Everyone associated with the West Genesee football team had a feeling that the progress made a season ago was just the foundation for something much bigger in 2018.
Through one game, their optimism appears quite reasonable.
Consistent on offense and dominant on defense, the Wildcats roared past Henninger 27-0 in Friday night’s opener at Mike Messere Field.
The Black Knights, 2-7 a season ago, knew that a win at WG could signal a turnaround, but the Wildcats never let them get going as a defense with 10 returning starters kept making big stops.
This allowed the offense, run by new quarterback Tyler Cook, ample time to find its own rhythm, and it got on the board in the first quarter with a drive that led to Cook’s touchdown pass to Ben Rustay.

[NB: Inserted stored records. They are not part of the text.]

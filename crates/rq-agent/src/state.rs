//! Shared agent state and the per-transition update record.
//!
//! Nodes never mutate the state directly; each returns a `StateUpdate`
//! carrying only the keys it produced, and the flow runtime merges updates
//! in order. Scalar keys are last-write-wins; `intermediate_steps` is
//! append-only.

use rq_core::{ChatTurn, RepoId, SessionId};

use crate::tools::ToolKind;

/// One executed tool step.
#[derive(Debug, Clone, PartialEq, Eq)]
pub struct ToolRun {
    pub tool: ToolKind,
    pub output: String,
}

impl ToolRun {
    pub fn new(tool: ToolKind, output: impl Into<String>) -> Self {
        Self { tool, output: output.into() }
    }

    /// Whether this step contributed usable context.
    pub fn has_content(&self) -> bool {
        let trimmed = self.output.trim();
        !trimmed.is_empty() && trimmed != "[]"
    }
}

#[derive(Debug, Clone)]
pub struct AgentState {
    // Core inputs from the request.
    pub original_query: String,
    pub chat_history: Vec<ChatTurn>,
    pub repo_id: RepoId,
    pub session_id: SessionId,
    pub api_key: String,
    pub model_id: String,

    // Planner outputs.
    pub decomposed_query: String,
    pub plan: Vec<String>,

    // Tool execution.
    pub intermediate_steps: Vec<ToolRun>,

    // Grading and synthesis.
    pub context_is_relevant: bool,
    pub final_answer: Option<String>,
}

impl AgentState {
    pub fn new(
        original_query: impl Into<String>,
        chat_history: Vec<ChatTurn>,
        repo_id: RepoId,
        session_id: impl Into<SessionId>,
        api_key: impl Into<String>,
        model_id: impl Into<String>,
    ) -> Self {
        Self {
            original_query: original_query.into(),
            chat_history,
            repo_id,
            session_id: session_id.into(),
            api_key: api_key.into(),
            model_id: model_id.into(),
            decomposed_query: String::new(),
            plan: Vec::new(),
            intermediate_steps: Vec::new(),
            context_is_relevant: false,
            final_answer: None,
        }
    }

    pub fn apply(&mut self, update: StateUpdate) {
        if let Some(decomposed_query) = update.decomposed_query {
            self.decomposed_query = decomposed_query;
        }
        if let Some(plan) = update.plan {
            self.plan = plan;
        }
        self.intermediate_steps.extend(update.intermediate_steps);
        if let Some(relevant) = update.context_is_relevant {
            self.context_is_relevant = relevant;
        }
        if let Some(final_answer) = update.final_answer {
            self.final_answer = Some(final_answer);
        }
    }
}

/// The keys one node transition produced.
#[derive(Debug, Clone, Default)]
pub struct StateUpdate {
    pub decomposed_query: Option<String>,
    pub plan: Option<Vec<String>>,
    pub intermediate_steps: Vec<ToolRun>,
    pub context_is_relevant: Option<bool>,
    pub final_answer: Option<String>,
}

Another scoring march early in the second period doubled WG’s lead to 14-0, Brad May going the final three yards as Riley Small made the extra point, one of three conversions he had on the night.
While the defense continued to stand out, Cook would tack on two more TD passes in the second half, eight yards to John Benson and then, as a capper, a 58-yard strike to Esisas Brumfield in the fourth quarter.
A tougher assignment looms next Friday as WG would visit Corcoran, who had opened its season with a 24-14 road win at Baldwinsville.
Meanwhile, Jordan-Elbridge made the long trip north to Clayton to face Thousand Islands in its Aug. 31 opener, and a spectacular effort from Jeremiah Sparks carried the Eagles past the Vikings 37-34 in head coach Joe Fiacchi’s debut.
Perhaps the effects from a two-hour bus ride affected J-E early, for it was blanked in the first quarter and found itself trailing 14-0 before Sparks went to work.
From TI’s 45-yard line, Sparks broke loose for a touchdown run, and then caught Geoff Lippa’s two-point pass. Then, when the Eagles marched to the Vikings’ nine, Sparks found the end zone again, tying it 14-14, where it stood at halftime.
Now the teams went back and forth throughout the second half. Twice, TI went in front, with Michael Briggs scoring on runs of 12 and seven yards.
Both times, J-E answered, Sparks catching a 31-yard TD pass from Lippa and then, on his biggest play of the night, Sparks took a handoff on his own 25 and then outraced Vikings defenders to the end zone, following it up with another two-point catch.
Now up 31-28, the Eagles absorbed Briggs’ third scoring run, from 53 yards out, before Sparks found the end zone for the fifth time on a six-yard dash in the waning minutes.
Sparks’ five touchdowns negated the fact that the Vikings got 181 yards on the ground from Briggs and 170 more yards from Thorne Matthews on 15 carries.